Critique of the Smithsonian Institution's Exhibit:
"A More Perfect Union: Japanese Americans and the U.S. Constitution"
(page 3 of 21)
From late 1940 until the attack on Pearl Harbor American leaders had access to sensitive intelligence gained from intercepted and decoded high-level Japanese diplomatic message traffic.
Cover named MAGIC, because it seemed that such information could only be produced by magicians, the messages revealed the existence of widespread Japanese espionage activities along the West Coast of the United States and eventually led to the presidential order to evacuate all individuals of Japanese ancestry.
Because of its sensitivity and potential value to the war effort this information could not be revealed to the public. Only the most senior members of the U.S. government even knew of its existence.
In 1977 an eight volume set entitled, The MAGIC Background of Pearl Harbor was published by the Defense Department. In it were revealed for the first time numerous messages dealing with Japanese intelligence efforts prior to the infamous attack.
MAGIC and most other intelligence available to our wartime leaders was ignored by the Commission on Wartime Relocation and Internment of Civilians, a politically appointed group with a bias on the subject. When it released its report in 1983 it attributed the evacuation to "racism, war hysteria and lack of political will" (Appendix 1, letter from former Assistant Secretary of War John J. McCloy to Senator Charles Grassley giving his impression of the Commission's investigation).
That this version of history was later accepted by Congress and signed into law by the President gives added political color to the story. The official adoption of a particular version of history, ignoring the express contentions of those involved in making that history, which used to be the stock in trade of totalitarian governments, has made its way into American scholarship, and the Smithsonian, apparently, is one of its foremost supporters.
For the Commission to have confirmed in any small way the wartime government's contention that there was a real threat would have put at risk the goal of obtaining reparations for suffering as a result of civil rights violations. In the event it recommended payment not only to those many innocents involved but also to those who were individually determined to be potential threats, those who petitioned to returned to Japan to fight against the United States, those who renounced their U.S. citizenship, many others who had been actively engaged in organizations supporting Imperial Japan's war efforts and those who had no constitutional protection under the law after the declaration of war.
It is significant to note this effort was racial in its concept in that no effort was made to secure redress for individuals of other nationalities, including U.S. citizens, who suffered a similar fate and in many cases occupied the same Department of Justice Internment Camps which held individuals of Japanese ancestry.

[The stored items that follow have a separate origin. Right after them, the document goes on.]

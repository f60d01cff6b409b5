//! Evaluation configuration.
//!
//! Everything the engine can be tuned with lives in one [`EvalConfig`],
//! passed explicitly at construction. Nothing is read from global paths.
//!
//! ```toml
//! boundary_tolerance = 3
//!
//! [taxonomies]
//! characters = "taxonomies/archetypes.json"
//! sentiment = "taxonomies/sentiment.json"
//! ```
//!
//! Relative taxonomy paths in a file loaded with [`EvalConfig::from_path`] are
//! resolved against the directory containing that file.

use crate::eval::segmentation::DEFAULT_TOLERANCE;
use crate::taxonomy::Taxonomies;
use crate::{Error, Result};
use serde::{Deserialize, Serialize};
use std::path::{Path, PathBuf};

/// Optional vocabulary files, used only for validation.
#[derive(Debug, Clone, Default, PartialEq, Eq, Serialize, Deserialize)]
#[serde(default, deny_unknown_fields)]
pub struct TaxonomyPaths {
    /// Character archetypes.
    pub characters: Option<PathBuf>,
    /// Relationship classes (level 1 and level 2).
    pub relationships: Option<PathBuf>,
    /// Sentiment labels.
    pub sentiment: Option<PathBuf>,
    /// Action layer values.
    pub action: Option<PathBuf>,
}

impl TaxonomyPaths {
    /// True when no taxonomy file is configured.
    #[must_use]
    pub fn is_empty(&self) -> bool {
        self.characters.is_none()
            && self.relationships.is_none()
            && self.sentiment.is_none()
            && self.action.is_none()
    }

    fn resolve_against(&mut self, base: &Path) {
        for path in [
            &mut self.characters,
            &mut self.relationships,
            &mut self.sentiment,
            &mut self.action,
        ]
        .into_iter()
        .flatten()
        {
            if path.is_relative() {
                *path = base.join(&*path);
            }
        }
    }
}

/// Engine configuration.
#[derive(Debug, Clone, PartialEq, Eq, Serialize, Deserialize)]
#[serde(default, deny_unknown_fields)]
pub struct EvalConfig {
    /// Sentences a boundary may be off by and still match.
    pub boundary_tolerance: usize,
    /// Vocabulary files for validation.
    pub taxonomies: TaxonomyPaths,
}

impl Default for EvalConfig {
    fn default() -> Self {
        Self {
            boundary_tolerance: DEFAULT_TOLERANCE,
            taxonomies: TaxonomyPaths::default(),
        }
    }
}

impl EvalConfig {
    /// Start a builder from defaults.
    #[must_use]
    pub fn builder() -> EvalConfigBuilder {
        EvalConfigBuilder::default()
    }

    /// Parse TOML. Missing keys keep their defaults.
    pub fn from_toml_str(toml: &str) -> Result<Self> {
        toml::from_str(toml).map_err(|e| Error::config(format!("invalid configuration: {}", e)))
    }

    /// Read a TOML file, resolving relative taxonomy paths against its directory.
    pub fn from_path(path: impl AsRef<Path>) -> Result<Self> {
        let path = path.as_ref();
        let text = std::fs::read_to_string(path)
            .map_err(|e| Error::config(format!("cannot read {}: {}", path.display(), e)))?;
        let mut config: Self = toml::from_str(&text).map_err(|e| {
            Error::config(format!("{}: invalid configuration: {}", path.display(), e))
        })?;
        if let Some(base) = path.parent() {
            config.taxonomies.resolve_against(base);
        }
        log::debug!("loaded configuration from {}", path.display());
        Ok(config)
    }

    /// Serialize as TOML.
    pub fn to_toml_string(&self) -> Result<String> {
        toml::to_string(self).map_err(|e| Error::config(format!("cannot serialize configuration: {}", e)))
    }

    /// Load every configured taxonomy file.
    pub fn load_taxonomies(&self) -> Result<Taxonomies> {
        Taxonomies::load(&self.taxonomies)
    }
}

/// Builder for [`EvalConfig`].
#[derive(Debug, Clone, Default)]
pub struct EvalConfigBuilder {
    config: EvalConfig,
}

impl EvalConfigBuilder {
    /// Set the boundary tolerance.
    #[must_use]
    pub fn boundary_tolerance(mut self, tolerance: usize) -> Self {
        self.config.boundary_tolerance = tolerance;
        self
    }

    /// Set the character archetype vocabulary file.
    #[must_use]
    pub fn characters_taxonomy(mut self, path: impl Into<PathBuf>) -> Self {
        self.config.taxonomies.characters = Some(path.into());
        self
    }

    /// Set the relationship vocabulary file.
    #[must_use]
    pub fn relationships_taxonomy(mut self, path: impl Into<PathBuf>) -> Self {
        self.config.taxonomies.relationships = Some(path.into());
        self
    }

    /// Set the sentiment vocabulary file.
    #[must_use]
    pub fn sentiment_taxonomy(mut self, path: impl Into<PathBuf>) -> Self {
        self.config.taxonomies.sentiment = Some(path.into());
        self
    }

    /// Set the action vocabulary file.
    #[must_use]
    pub fn action_taxonomy(mut self, path: impl Into<PathBuf>) -> Self {
        self.config.taxonomies.action = Some(path.into());
        self
    }

    /// Finish.
    #[must_use]
    pub fn build(self) -> EvalConfig {
        self.config
    }
}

The Smithsonian Institution in its exhibition, "A More Perfect Union: Japanese Americans and the U.S. Constitution," accepts the Commission's revisionist account of this important historical event and places emphasis on two themes: How terrible the United States treated those who were evacuated and how magnificent the Japanese Americans were despite their terrible treatment.
As with any such exhibition that has a partisan objective two factors play a role in the presentation: What is omitted and what is included. While omissions can be argued as matters of judgment, the inclusion of inaccurate facts and fabrication, as is the case with this exhibition, should not be condoned.
In particular, the gratuitous embellishment of military achievements draws an even more grotesque differentiation between those who instituted the alleged "racist" evacuation and those who suffered from it. In so doing the Smithsonian dishonors the actual accomplishments of valiant Japanese American soldiers.
Another shocking aspect of the exhibition is that the audio visual portion was "made possible by a generous grant from the Japan Shipbuilding Industry Foundation, Ryoichi Sasakawa, President." Ryoichi Sasakawa was arrested for "Class A War Crimes" after World War II. He was imprisoned until 1948 and was then released without trial, reportedly to be used to counter growing Communist influences in postwar Japan.
Only in America, it seems, would a national museum accept a grant from an enemy war criminal to present an exhibition that trashes its country.